I can imagine that if a team works this way, a lot of software can be produced in a very short time. If AI makes all of us into 10X developers, then 1 month with a team of 4 developers will produce 40 months of software, right? Doing some back of the envelope handwavy computations, we might end up with 20,000 lines of code very quickly. Maybe in a month or a week? The numbers don't really matter, actually.

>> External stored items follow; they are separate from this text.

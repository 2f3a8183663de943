//! Normalized-difference and severity index computation.
//!
//! A normalized difference `(a - b) / (a + b)` is computed per pixel from two
//! bands. The severity index is the pre-event normalized difference minus the
//! post-event one. With the default near-infrared / shortwave-infrared pair
//! this is the differenced Normalized Burn Ratio (dNBR); other band pairs give
//! the same change index for vegetation (NDVI) or water (NDWI).
//!
//! The lazy functions build expressions for the remote service; the `*_raster`
//! functions apply the identical policy to materialized rasters. Pixels where
//! `a + b == 0`, or where any input is no-data, become no-data.

use serde::{Deserialize, Serialize};

use crate::catalog::ImageExpr;
use crate::composite::Composite;
use crate::error::{AnalysisError, Result};
use crate::model::VisParams;
use crate::raster::{NO_DATA, Raster};

/// Name of the band produced by a normalized difference.
pub const ND_BAND: &str = "nd";

/// Name of the band produced by the severity index.
pub const SEVERITY_BAND: &str = "severity";

/// The two bands of a normalized difference, `(a - b) / (a + b)`.
#[derive(Debug, Clone, PartialEq, Eq, Serialize, Deserialize)]
pub struct BandPair {
    pub a: String,
    pub b: String,
}

impl BandPair {
    pub fn new(a: &str, b: &str) -> Result<Self> {
        if a.trim().is_empty() || b.trim().is_empty() {
            return Err(AnalysisError::validation("band names must not be empty"));
        }
        if a == b {
            return Err(AnalysisError::validation(format!(
                "normalized difference needs two distinct bands, got {a} twice"
            )));
        }
        Ok(Self {
            a: a.to_string(),
            b: b.to_string(),
        })
    }

    /// Normalized Burn Ratio: Sentinel-2 NIR (B8) and SWIR2 (B12).
    pub fn nbr() -> Self {
        Self {
            a: "B8".to_string(),
            b: "B12".to_string(),
        }
    }

    /// Vegetation index: Sentinel-2 NIR (B8) and red (B4).
    pub fn ndvi() -> Self {
        Self {
            a: "B8".to_string(),
            b: "B4".to_string(),
        }
    }

    /// Water index: Sentinel-2 green (B3) and NIR (B8).
    pub fn ndwi() -> Self {
        Self {
            a: "B3".to_string(),
            b: "B8".to_string(),
        }
    }

    /// Index name: `NBR`, `NDVI` or `NDWI` for the known pairs, otherwise
    /// `ND(a,b)`.
    pub fn label(&self) -> String {
        match (self.a.as_str(), self.b.as_str()) {
            ("B8", "B12") => "NBR".to_string(),
            ("B8", "B4") => "NDVI".to_string(),
            ("B3", "B8") => "NDWI".to_string(),
            (a, b) => format!("ND({a},{b})"),
        }
    }
}

impl Default for BandPair {
    fn default() -> Self {
        Self::nbr()
    }
}

/// A lazy single-band severity raster and how to display it.
#[derive(Debug, Clone, PartialEq, Serialize)]
pub struct SeverityIndex {
    pub image: ImageExpr,
    pub bands: BandPair,
    pub vis: VisParams,
}

/// Lazy normalized difference of one composite.
pub fn normalized_difference(image: &ImageExpr, bands: &BandPair) -> ImageExpr {
    image.clone().normalized_difference(&bands.a, &bands.b)
}

impl SeverityIndex {
    /// Map layer name, e.g. `Severity (dNBR)`.
    pub fn layer_name(&self) -> String {
        format!("Severity (d{})", self.bands.label())
    }
}

/// Lazy severity index `nd(pre) - nd(post)`.
///
/// The burn-severity ramp is only used for NBR; other pairs get a generic
/// difference ramp.
pub fn severity_index(pre: &Composite, post: &Composite, bands: &BandPair) -> SeverityIndex {
    let pre_nd = normalized_difference(&pre.image, bands);
    let image = pre_nd.subtract(normalized_difference(&post.image, bands));
    let vis = if *bands == BandPair::nbr() {
        VisParams::dnbr()
    } else {
        VisParams::difference()
    };
    SeverityIndex {
        image,
        bands: bands.clone(),
        vis,
    }
}

/// Normalized difference of one pixel; no-data for a zero sum or no-data input.
pub fn normalized_difference_value(a: f64, b: f64) -> f64 {
    if a.is_nan() || b.is_nan() {
        return NO_DATA;
    }
    let sum = a + b;
    if sum == 0.0 {
        return NO_DATA;
    }
    (a - b) / sum
}

/// Materialized normalized difference, single band [`ND_BAND`].
pub fn normalized_difference_raster(image: &Raster, bands: &BandPair) -> Result<Raster> {
    let a = image.band(&bands.a)?;
    let b = image.band(&bands.b)?;
    let data = a
        .iter()
        .zip(b)
        .map(|(&a, &b)| normalized_difference_value(a, b))
        .collect();
    let (rows, cols) = image.shape();
    Raster::new(rows, cols, *image.transform()).with_band(ND_BAND, data)
}

/// Materialized severity index, single band [`SEVERITY_BAND`].
pub fn severity_index_raster(pre: &Raster, post: &Raster, bands: &BandPair) -> Result<Raster> {
    let nd_pre = normalized_difference_raster(pre, bands)?;
    let nd_post = normalized_difference_raster(post, bands)?;
    nd_pre.zip_first(&nd_post, SEVERITY_BAND, |a, b| a - b)
}

/// Burn severity classes for dNBR values (USGS FIREMON thresholds).
#[derive(Debug, Clone, Copy, PartialEq, Eq, PartialOrd, Ord, Serialize, Deserialize)]
#[serde(rename_all = "snake_case")]
pub enum SeverityClass {
    EnhancedRegrowthHigh,
    EnhancedRegrowthLow,
    Unburned,
    Low,
    ModerateLow,
    ModerateHigh,
    High,
}

impl SeverityClass {
    pub const ALL: [SeverityClass; 7] = [
        SeverityClass::EnhancedRegrowthHigh,
        SeverityClass::EnhancedRegrowthLow,
        SeverityClass::Unburned,
        SeverityClass::Low,
        SeverityClass::ModerateLow,
        SeverityClass::ModerateHigh,
        SeverityClass::High,
    ];

    /// Classify a dNBR value; `None` for no-data.
    pub fn from_dnbr(value: f64) -> Option<Self> {
        if value.is_nan() {
            return None;
        }
        Some(if value < -0.25 {
            SeverityClass::EnhancedRegrowthHigh
        } else if value < -0.1 {
            SeverityClass::EnhancedRegrowthLow
        } else if value < 0.1 {
            SeverityClass::Unburned
        } else if value < 0.27 {
            SeverityClass::Low
        } else if value < 0.44 {
            SeverityClass::ModerateLow
        } else if value < 0.66 {
            SeverityClass::ModerateHigh
        } else {
            SeverityClass::High
        })
    }

    pub fn label(&self) -> &'static str {
        match self {
            SeverityClass::EnhancedRegrowthHigh => "Enhanced Regrowth, High",
            SeverityClass::EnhancedRegrowthLow => "Enhanced Regrowth, Low",
            SeverityClass::Unburned => "Unburned",
            SeverityClass::Low => "Low Severity",
            SeverityClass::ModerateLow => "Moderate-low Severity",
            SeverityClass::ModerateHigh => "Moderate-high Severity",
            SeverityClass::High => "High Severity",
        }
    }
}

/// Pixel counts per severity class.
#[derive(Debug, Clone, PartialEq, Serialize)]
pub struct SeveritySummary {
    pub valid_pixels: usize,
    pub nodata_pixels: usize,
    pub classes: Vec<ClassCount>,
    /// Mean dNBR over valid pixels, if any.
    pub mean: Option<f64>,
}

#[derive(Debug, Clone, PartialEq, Serialize)]
pub struct ClassCount {
    pub class: SeverityClass,
    pub label: &'static str,
    pub pixels: usize,
}

impl SeveritySummary {
    /// Summarize the first band of a severity raster.
    pub fn from_raster(raster: &Raster) -> Result<Self> {
        let values = raster.first_band()?;
        let mut counts = [0usize; 7];
        let mut sum = 0.0;
        let valid = raster.valid_count();

        for &v in values {
            if let Some(class) = SeverityClass::from_dnbr(v) {
                counts[class as usize] += 1;
                sum += v;
            }
        }

        Ok(Self {
            valid_pixels: valid,
            nodata_pixels: values.len() - valid,
            classes: SeverityClass::ALL
                .iter()
                .map(|&class| ClassCount {
                    class,
                    label: class.label(),
                    pixels: counts[class as usize],
                })
                .collect(),
            mean: (valid > 0).then(|| sum / valid as f64),
        })
    }
}
//! HTTP API handlers for Burnscope.
//!
//! Every analysis request is recorded in the run history, whether it
//! succeeds or fails. Failures are answered with
//! `{"error": <kind>, "message": <text>}`:
//!
//! | Error kind | Status |
//! |------------|--------|
//! | `validation` | 400 |
//! | `empty_result` | 404 |
//! | `remote_service` | 502 |
//! | `resource_cleanup`, `io` | 500 |

use std::sync::Arc;

use axum::{
    Json, Router,
    extract::{Query, State},
    http::{StatusCode, header},
    response::{IntoResponse, Response},
    routing::{get, post},
};
use chrono::{DateTime, Utc};
use tokio::sync::Mutex;
use tracing::{info, instrument, warn};

use crate::catalog::{GridSpec, ImageCatalog, TimelapseRenderer};
use crate::config::AnalysisDefaults;
use crate::error::{AnalysisError, Result};
use crate::model::{
    DateRange, ErrorResponse, RunKind, RunRecord, RunsQuery, RunsResponse, SessionQuery,
    SeverityRequestBody, TimeRange, TimelapseRequestBody,
};
use crate::pipeline::{BurnSeverityProduct, BurnSeverityRequest, run_burn_severity};
use crate::query::CloudFilter;
use crate::session::SessionRegistry;
use crate::severity::BandPair;
use crate::storage::Storage;
use crate::timelapse::{
    GoesSatellite, GoesScan, TimelapseAnimation, TimelapseParams, assemble_timelapse,
};

/// Upper bound for GET /runs/recent.
const MAX_RUNS_LIMIT: u32 = 500;

/// Application state shared across handlers.
#[derive(Clone)]
pub struct AppState {
    pub storage: Storage,
    pub catalog: Arc<dyn ImageCatalog>,
    pub renderer: Arc<dyn TimelapseRenderer>,
    pub sessions: Arc<Mutex<SessionRegistry>>,
    pub defaults: AnalysisDefaults,
}

impl AppState {
    pub fn new(
        storage: Storage,
        catalog: Arc<dyn ImageCatalog>,
        renderer: Arc<dyn TimelapseRenderer>,
        defaults: AnalysisDefaults,
    ) -> Self {
        Self {
            storage,
            catalog,
            renderer,
            sessions: Arc::new(Mutex::new(SessionRegistry::new())),
            defaults,
        }
    }
}

/// All routes, without middleware.
pub fn router(state: AppState) -> Router {
    Router::new()
        .route("/severity", post(post_severity))
        .route("/timelapse", post(post_timelapse))
        .route(
            "/timelapse/current",
            get(get_current_timelapse).delete(delete_current_timelapse),
        )
        .route("/runs/recent", get(get_recent_runs))
        .route("/health", get(health_check))
        .with_state(state)
}

/// Error response carrying an [`AnalysisError`].
#[derive(Debug)]
pub struct ApiError(pub AnalysisError);

impl From<AnalysisError> for ApiError {
    fn from(e: AnalysisError) -> Self {
        Self(e)
    }
}

impl IntoResponse for ApiError {
    fn into_response(self) -> Response {
        let status = match &self.0 {
            AnalysisError::Validation(_) => StatusCode::BAD_REQUEST,
            AnalysisError::EmptyResult { .. } => StatusCode::NOT_FOUND,
            AnalysisError::RemoteService { .. } => StatusCode::BAD_GATEWAY,
            AnalysisError::ResourceCleanup { .. } | AnalysisError::Io(_) => {
                StatusCode::INTERNAL_SERVER_ERROR
            }
        };
        (status, Json(ErrorResponse::from(&self.0))).into_response()
    }
}

/// POST /severity - Run a burn-severity analysis.
///
/// # Request Body
///
/// ```json
/// {
///     "region": {"lat": -15.7938, "lon": -47.8828, "radius_m": 5000},
///     "pre_start": "2023-05-01",
///     "pre_end": "2023-06-01",
///     "post_start": "2023-09-01",
///     "post_end": "2023-10-01",
///     "max_cloud_pct": 20
/// }
/// ```
///
/// `region` may also be a bounding box `{"west", "south", "east", "north"}`.
/// Cloud threshold and bands fall back to the server defaults.
///
/// # Response
///
/// Composites, the severity index expression, three map layers (pre, post,
/// severity) and, with `"materialize": true`, a per-class pixel summary.
#[instrument(skip(state, body), fields(session = %body.session))]
pub async fn post_severity(
    State(state): State<AppState>,
    Json(body): Json<SeverityRequestBody>,
) -> std::result::Result<Json<BurnSeverityProduct>, ApiError> {
    let started_at = Utc::now();

    let result = match severity_request(&body, &state.defaults) {
        Ok(request) => run_burn_severity(state.catalog.as_ref(), &request).await,
        Err(e) => Err(e),
    };

    let message = match &result {
        Ok(product) => format!(
            "{} pre-fire and {} post-fire scenes",
            product.pre.scene_count, product.post.scene_count
        ),
        Err(e) => e.to_string(),
    };
    record_run(&state, &body.session, RunKind::BurnSeverity, started_at, &result, message).await;

    Ok(Json(result?))
}

/// Validate a request body into a pipeline request.
fn severity_request(
    body: &SeverityRequestBody,
    defaults: &AnalysisDefaults,
) -> Result<BurnSeverityRequest> {
    let region = body.region.build(body.envelope)?;
    let pre = DateRange::new(body.pre_start, body.pre_end)?;
    let post = DateRange::new(body.post_start, body.post_end)?;

    let cloud = CloudFilter::sentinel2(body.max_cloud_pct.unwrap_or(defaults.max_cloud_pct))?;
    let bands = match (&body.band_a, &body.band_b) {
        (None, None) => defaults.bands.clone(),
        (a, b) => BandPair::new(
            a.as_deref().unwrap_or(&defaults.bands.a),
            b.as_deref().unwrap_or(&defaults.bands.b),
        )?,
    };

    let materialize = body
        .materialize
        .then(|| GridSpec::new(&region, defaults.scale_m));

    Ok(BurnSeverityRequest {
        region,
        pre,
        post,
        collection_id: defaults.collection_id.clone(),
        cloud,
        bands,
        materialize,
    })
}

/// POST /timelapse - Render a GOES fire timelapse for a session.
///
/// # Request Body
///
/// ```json
/// {
///     "start": "2024-09-10T00:00:00",
///     "end": "2024-09-10T06:00:00",
///     "satellite": "GOES-19",
///     "scan": "full_disk",
///     "frames_per_second": 6,
///     "dimensions": 600,
///     "session": "ops-desk"
/// }
/// ```
///
/// The new animation replaces the session's previous one, whose file is
/// deleted.
#[instrument(skip(state, body), fields(session = %body.session))]
pub async fn post_timelapse(
    State(state): State<AppState>,
    Json(body): Json<TimelapseRequestBody>,
) -> std::result::Result<Json<TimelapseAnimation>, ApiError> {
    let started_at = Utc::now();

    let result = match timelapse_params(&body) {
        Ok(params) => {
            assemble_timelapse(
                state.renderer.as_ref(),
                &state.sessions,
                &body.session,
                &params,
            )
            .await
        }
        Err(e) => Err(e),
    };

    let message = match &result {
        Ok(animation) => format!(
            "{} frames at {} fps",
            animation.frame_count, animation.frames_per_second
        ),
        Err(e) => e.to_string(),
    };
    record_run(&state, &body.session, RunKind::Timelapse, started_at, &result, message).await;

    Ok(Json(result?))
}

fn timelapse_params(body: &TimelapseRequestBody) -> Result<TimelapseParams> {
    let range = TimeRange::new(body.start, body.end)?;
    let mut params = TimelapseParams::new(range)?;

    if let Some(region) = &body.region {
        params.region = region.build(false)?;
    }
    if let Some(satellite) = &body.satellite {
        params.source.satellite = GoesSatellite::parse(satellite)?;
    }
    if let Some(scan) = &body.scan {
        params.source.scan = GoesScan::parse(scan)?;
    }
    params.cadence_secs = body
        .cadence_secs
        .unwrap_or_else(|| params.source.scan.scan_interval_secs());
    if let Some(fps) = body.frames_per_second {
        params.frames_per_second = fps;
    }
    if let Some(dimensions) = body.dimensions {
        params.dimensions = dimensions;
    }

    Ok(params)
}

/// GET /timelapse/current - Download the session's current animation.
#[instrument(skip(state))]
pub async fn get_current_timelapse(
    State(state): State<AppState>,
    Query(query): Query<SessionQuery>,
) -> Response {
    let sessions = state.sessions.lock().await;
    let Some(artifact) = sessions.get(&query.session).and_then(|s| s.current()) else {
        return (
            StatusCode::NOT_FOUND,
            Json(ErrorResponse {
                error: "not_found".to_string(),
                message: format!("session {:?} has no timelapse", query.session),
            }),
        )
            .into_response();
    };

    // read under the lock so a concurrent install cannot delete the file
    match tokio::fs::read(artifact.path()).await {
        Ok(bytes) => {
            info!(
                session = %query.session,
                bytes = bytes.len(),
                "Timelapse downloaded"
            );
            (
                [
                    (header::CONTENT_TYPE, artifact.kind().content_type().to_string()),
                    (
                        header::CONTENT_DISPOSITION,
                        format!("attachment; filename=\"{}\"", artifact.download_name()),
                    ),
                ],
                bytes,
            )
                .into_response()
        }
        Err(e) => {
            warn!(session = %query.session, error = %e, "Failed to read timelapse");
            ApiError(AnalysisError::Io(e)).into_response()
        }
    }
}

/// DELETE /timelapse/current - Release the session's current animation.
///
/// Returns `204 No Content` whether or not an animation existed. The session
/// is forgotten. A failure to delete the file is logged only.
#[instrument(skip(state))]
pub async fn delete_current_timelapse(
    State(state): State<AppState>,
    Query(query): Query<SessionQuery>,
) -> StatusCode {
    state.sessions.lock().await.release(&query.session);
    StatusCode::NO_CONTENT
}

/// GET /runs/recent - Run history, newest first.
///
/// # Query Parameters
///
/// - `limit` (optional): Maximum number of runs (default: 20)
#[instrument(skip(state))]
pub async fn get_recent_runs(
    State(state): State<AppState>,
    Query(query): Query<RunsQuery>,
) -> Response {
    match state.storage.recent_runs(query.limit.min(MAX_RUNS_LIMIT)).await {
        Ok(runs) => Json(RunsResponse { runs }).into_response(),
        Err(e) => {
            warn!(error = %e, "Failed to list runs");
            (
                StatusCode::INTERNAL_SERVER_ERROR,
                Json(ErrorResponse {
                    error: "storage".to_string(),
                    message: e.to_string(),
                }),
            )
                .into_response()
        }
    }
}

/// GET /health - Simple health check endpoint.
pub async fn health_check() -> impl IntoResponse {
    StatusCode::OK
}

/// Persist the outcome of a run. History failures are logged, never returned.
async fn record_run<T>(
    state: &AppState,
    session: &str,
    kind: RunKind,
    started_at: DateTime<Utc>,
    result: &Result<T>,
    message: String,
) {
    let outcome = match result {
        Ok(_) => "success",
        Err(e) => e.kind(),
    };
    let run = RunRecord {
        session: session.to_string(),
        kind,
        started_at,
        finished_at: Utc::now(),
        outcome: outcome.to_string(),
        message,
    };

    match result {
        Ok(_) => info!(session, kind = kind.as_str(), message = %run.message, "Run finished"),
        Err(e) => warn!(session, kind = kind.as_str(), error = %e, "Run failed"),
    }

    if let Err(e) = state.storage.insert_run(&run).await {
        warn!(session, error = %e, "Failed to record run");
    }
}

Think back to the projects you've worked on in the past. What usually happened after the first couple of thousand lines of code? At that point, two or three months may have passed of snail-paced pre-AI coding. Over those two months, you would have learned what the problem you're solving is really about, and you may find that some of the decisions you made early on are starting to work against you. Test coverage might be missing (demos, deadlines, we'll fix it later), the structure of the code base might need an overhaul, Sonar is yelling at you to fix all those code duplications and whatnot.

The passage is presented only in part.